Brian Turner is a poet, essayist, and professor, best known for his poetry compilation Here, Bullet. Turner wrote poetry while he was serving in the Iraq War. He published his works in Here, bullet
when he returned after a year in service. These poems have garnered
critical acclaim and had been published in various magazines and
anthologies.
One
poem by Turner that I felt really illustrated the feeling of being in
war was “The Hurt Locker.” When you read the first stanza, “Nothing but
hurt left here./ Nothing but bullets and pain/ and the bled-out
slumping/ and all the fucks and goddamns/ and Jesus Christs
of the wounded./ Nothing left here but the hurt,” you can feel the
suffering he had seen all around him during the war. From enemies’ fire
to fellow soldiers being wounded and killed to the fear of being shot at
yourself, the battlefield would seem like an insufferable nightmare.

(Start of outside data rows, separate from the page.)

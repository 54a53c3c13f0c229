use bevy::prelude::*;
use enum_map::Enum;

#[derive(Enum, Debug, Clone, Copy, PartialEq, Eq, Hash)]
pub enum ChromeTexture {
    DialogBox,
    GridBackdrop,
    TitleBackground,
    CloseButton,
    SlotBackground,
}

/// Draw primitives a popup renders through. Rectangles are in screen pixels,
/// origin top-left, y down.
pub trait PopupCanvas {
    /// Restricts later rect and item draws to `clip`. `None` lifts the limit.
    fn set_clip(&mut self, clip: Option<IRect>);
    fn draw_textured_rect(&mut self, texture: ChromeTexture, dest: IRect, tint: Color);
    fn draw_text(&mut self, text: &str, position: IVec2, color: Color);
    fn measure_text(&self, text: &str) -> IVec2;
    fn draw_item(&mut self, item: Entity, dest: IRect);
}

#[derive(Debug, Clone, PartialEq)]
pub enum DrawCommand {
    TexturedRect {
        texture: ChromeTexture,
        dest: IRect,
        clip: Option<IRect>,
        tint: Color,
    },
    Text {
        text: String,
        position: IVec2,
        color: Color,
    },
    Item {
        item: Entity,
        dest: IRect,
        clip: Option<IRect>,
    },
}

/// Records draw calls in order. Text is measured as a single line of
/// fixed-advance glyphs sized from the font size.
#[derive(Debug, Clone, Default)]
pub struct DrawList {
    pub commands: Vec<DrawCommand>,
    pub font_size: f32,
    clip: Option<IRect>,
}

impl DrawList {
    const GLYPH_ADVANCE: f32 = 0.6;

    pub fn new(font_size: f32) -> Self {
        Self {
            commands: Vec::new(),
            font_size,
            clip: None,
        }
    }

    pub fn items(&self) -> impl Iterator<Item = (Entity, IRect)> + '_ {
        self.commands.iter().filter_map(|command| match command {
            DrawCommand::Item { item, dest, .. } => Some((*item, *dest)),
            _ => None,
        })
    }

    pub fn count_texture(&self, texture: ChromeTexture) -> usize {
        self.commands
            .iter()
            .filter(|command| {
                matches!(command, DrawCommand::TexturedRect { texture: t, .. } if *t == texture)
            })
            .count()
    }
}

impl PopupCanvas for DrawList {
    fn set_clip(&mut self, clip: Option<IRect>) {
        self.clip = clip;
    }

    fn draw_textured_rect(&mut self, texture: ChromeTexture, dest: IRect, tint: Color) {
        self.commands.push(DrawCommand::TexturedRect {
            texture,
            dest,
            clip: self.clip,
            tint,
        });
    }

    fn draw_text(&mut self, text: &str, position: IVec2, color: Color) {
        self.commands.push(DrawCommand::Text {
            text: text.to_string(),
            position,
            color,
        });
    }

    fn measure_text(&self, text: &str) -> IVec2 {
        let width = text.chars().count() as f32 * self.font_size * Self::GLYPH_ADVANCE;
        IVec2::new(width.round() as i32, self.font_size.round() as i32)
    }

    fn draw_item(&mut self, item: Entity, dest: IRect) {
        self.commands.push(DrawCommand::Item {
            item,
            dest,
            clip: self.clip,
        });
    }
}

In the second stanza, Turner writes “Believe it when you see it./
Believe it when a twelve-year-old/ rolls a grenade into the room./ Or
when a sniper punches a hole/ deep into someone’s skull./ Believe it
when four men/ step from a taxicab in Mosul/ to shower the street in
brass/ and fire.” He expresses the feeling that the horrors of war seem
unreal, yet they are very much real. In war, soldiers see things like
snipers making their kills from unseen locations, children being used as
soldiers with explosives in hand, and enemies disguised as civilians.
It is hard to imagine these dreadful conditions.
He ends the second and final stanza with “Open the hurt locker/ and see
what there is of knives/ and teeth. Open the hurt locker and learn/ how
rough men come hunting for souls.” Fighting in a war is entering a
world where you are surrounded by suffering and death, where you must
kill to stay alive. The Hurt Locker
expresses that, in war, the threat of winding up in the “hurt locker”
is always there, and reminders of this are all around you.